Extra dark chocolate muffin

In combination with GelatoMadre Buontalenti - Original Recipe

8-9 Servings Cooking Time: 16 minutes Low difficulty
250 gr. Wheat flour type 00
4 Eggs
180 gr. Granulated sugar
150 gr. Butter
30 gr. Honey
20 gr. Cocoa powder
2 gr. Fine salt
10 gr Baking powder
50 gr Dark chocolate
160 gr Chocolate drops
450 gr. (1 tub) GelatoMadre Buontalenti 


We suggest to eat the cooked muffins within 6-7 days from preparation.

If you freeze the cooked muffins, before using put them in the refrigerator for about 1 hour and then heat for a few minutes in the oven.


Melt the dark chocolate in the microwave for 30 seconds at 700W. Put all the ingredients in the mixer and set it to medium speed to get a completely smooth dough.

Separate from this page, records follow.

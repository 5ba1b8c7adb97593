//! Chain configuration
#[cfg(feature = "serde1")]
use serde::{Deserialize, Serialize};

use rand::SeedableRng;
use rand_xoshiro::Xoshiro256Plus;
use thiserror::Error;

use super::concentration::{ConcentrationError, GammaPriorConcentration};
use crate::consts::DEFAULT_LOG_EVERY;

/// How the partition is built before the first sweep
#[derive(Debug, Clone, Copy, PartialEq, Eq, Hash, Default)]
#[cfg_attr(feature = "serde1", derive(Serialize, Deserialize))]
#[cfg_attr(feature = "serde1", serde(rename_all = "snake_case"))]
pub enum InitStrategy {
    /// Every item in its own cluster
    #[default]
    Disconnected,
    /// Every item in one shared cluster
    Connected,
}

/// Gamma(shape, rate) prior on the concentration parameter
#[derive(Debug, Clone, Copy, PartialEq)]
#[cfg_attr(feature = "serde1", derive(Serialize, Deserialize))]
#[cfg_attr(feature = "serde1", serde(rename_all = "snake_case"))]
pub struct ConcentrationPrior {
    pub shape: f64,
    pub rate: f64,
}

impl Default for ConcentrationPrior {
    fn default() -> Self {
        ConcentrationPrior {
            shape: 1.0,
            rate: 1.0,
        }
    }
}

impl TryFrom<ConcentrationPrior> for GammaPriorConcentration {
    type Error = ConcentrationError;

    fn try_from(prior: ConcentrationPrior) -> Result<Self, Self::Error> {
        GammaPriorConcentration::new(prior.shape, prior.rate)
    }
}

#[derive(Debug, Clone, PartialEq, Error)]
pub enum ConfigError {
    /// The initial concentration is not positive and finite
    #[error("initial alpha must be positive and finite, got {alpha}")]
    InvalidAlpha { alpha: f64 },
    #[error("invalid concentration prior: {0}")]
    AlphaPrior(#[from] ConcentrationError),
}

/// Settings for a [`DirichletProcessSampler`](super::DirichletProcessSampler)
///
/// # Example
///
/// ```rust
/// use dpmix::sampler::{ConcentrationPrior, DpConfig, InitStrategy};
///
/// let config = DpConfig::default()
///     .with_alpha(0.5)
///     .with_alpha_prior(ConcentrationPrior { shape: 2.0, rate: 1.0 })
///     .with_init(InitStrategy::Connected)
///     .with_seed(42);
///
/// assert!(config.validate().is_ok());
/// assert!(DpConfig::default().with_alpha(-1.0).validate().is_err());
/// ```
#[derive(Debug, Clone, PartialEq)]
#[cfg_attr(feature = "serde1", derive(Serialize, Deserialize))]
#[cfg_attr(feature = "serde1", serde(rename_all = "snake_case"))]
pub struct DpConfig {
    /// Initial concentration parameter
    pub alpha: f64,
    /// Prior on α. If `None`, α is held fixed.
    #[cfg_attr(feature = "serde1", serde(default))]
    pub alpha_prior: Option<ConcentrationPrior>,
    #[cfg_attr(feature = "serde1", serde(default))]
    pub init: InitStrategy,
    /// Sweeps between progress log lines. Zero turns them off.
    #[cfg_attr(feature = "serde1", serde(default = "default_log_every"))]
    pub log_every: usize,
    /// Seed of the chain's random stream. Drawn from entropy if `None`.
    #[cfg_attr(feature = "serde1", serde(default))]
    pub seed: Option<u64>,
}

#[cfg(feature = "serde1")]
fn default_log_every() -> usize {
    DEFAULT_LOG_EVERY
}

impl Default for DpConfig {
    fn default() -> Self {
        DpConfig {
            alpha: 1.0,
            alpha_prior: None,
            init: InitStrategy::default(),
            log_every: DEFAULT_LOG_EVERY,
            seed: None,
        }
    }
}

impl DpConfig {
    #[must_use]
    pub fn with_alpha(mut self, alpha: f64) -> Self {
        self.alpha = alpha;
        self
    }

    #[must_use]
    pub fn with_alpha_prior(mut self, prior: ConcentrationPrior) -> Self {
        self.alpha_prior = Some(prior);
        self
    }

    #[must_use]
    pub fn with_init(mut self, init: InitStrategy) -> Self {
        self.init = init;
        self
    }

    #[must_use]
    pub fn with_log_every(mut self, log_every: usize) -> Self {
        self.log_every = log_every;
        self
    }

    #[must_use]
    pub fn with_seed(mut self, seed: u64) -> Self {
        self.seed = Some(seed);
        self
    }

    /// A fresh random stream for the chain, seeded if `seed` is set
    pub fn rng(&self) -> Xoshiro256Plus {
        match self.seed {
            Some(seed) => Xoshiro256Plus::seed_from_u64(seed),
            None => Xoshiro256Plus::from_entropy(),
        }
    }

    /// The α sampler, if α is to be updated
    pub(crate) fn concentration_sampler(
        &self,
    ) -> Result<Option<GammaPriorConcentration>, ConfigError> {
        self.alpha_prior
            .map(GammaPriorConcentration::try_from)
            .transpose()
            .map_err(ConfigError::from)
    }

    pub fn validate(&self) -> Result<(), ConfigError> {
        if !(self.alpha.is_finite() && self.alpha > 0.0) {
            return Err(ConfigError::InvalidAlpha { alpha: self.alpha });
        }
        self.concentration_sampler().map(|_| ())
    }
}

Put the mix into a disposable sac à poche and fill the paper baking cups for 2/3 and place them into a baking tray. Leave standing for 4 hours in the refrigerator. We recommend not to fill the paper cups up to edge and leave at least a centimeter in order to allow the muffin to swell properly.

Cook in a pre-heated oven for 16 minutes at 170°. Serve the still warm muffins together with GelatoMadre Buontalenti custard.